_REQUIRED ACTION_.
Give the data back exactly as it stands.

_RECORDS SHOWN_.
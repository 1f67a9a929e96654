//! Conversion errors

/// Errors that abort the conversion of a song
#[derive(Debug, thiserror::Error)]
pub enum MmlError {
    #[error("No driver timer fits {ticks_per_second} ticks/s at speeds {speeds:?}")]
    TimingUnresolvable { ticks_per_second: f64, speeds: Vec<u8> },

    #[error(
        "Timing override for {ticks_per_second} ticks/s speed {speed} is invalid \
         (timer {timer}, ticks {ticks})"
    )]
    InvalidTimingOverride {
        ticks_per_second: f64,
        speed: u8,
        timer: u16,
        ticks: u16,
    },

    #[error("Song has no channels or no order rows")]
    EmptySong,

    #[error("Invalid conversion options: {0}")]
    Config(#[from] toml::de::Error),
}

impl MmlError {
    /// Check if this is a timing failure (unresolvable tempo or bad override)
    pub fn is_timing(&self) -> bool {
        matches!(
            self,
            Self::TimingUnresolvable { .. } | Self::InvalidTimingOverride { .. }
        )
    }
}

/// Result alias for conversion operations
pub type Result<T> = core::result::Result<T, MmlError>;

_RESPONSE_.
repository 1f67a9a929e96654
//! Conversion errors

/// Errors that abort the conversion of a song
#[derive(Debug, thiserror::Error)]
pub enum MmlError {
    #[error("No driver timer fits {ticks_per_second} ticks/s at speeds {speeds:?}")]
    TimingUnresolvable { ticks_per_second: f64, speeds: Vec<u8> },

    #[error(
        "Timing override for {ticks_per_second} ticks/s speed {speed} is invalid \
         (timer {timer}, ticks {ticks})"
    )]
    InvalidTimingOverride {
        ticks_per_second: f64,
        speed: u8,
        timer: u16,
        ticks: u16,
    },

    #[error("Song has no channels or no order rows")]
    EmptySong,

    #[error("Invalid conversion options: {0}")]
    Config(#[from] toml::de::Error),
}

impl MmlError {
    /// Check if this is a timing failure (unresolvable tempo or bad override)
    pub fn is_timing(&self) -> bool {
        matches!(
            self,
            Self::TimingUnresolvable { .. } | Self::InvalidTimingOverride { .. }
        )
    }
}

/// Result alias for conversion operations
pub type Result<T> = core::result::Result<T, MmlError>;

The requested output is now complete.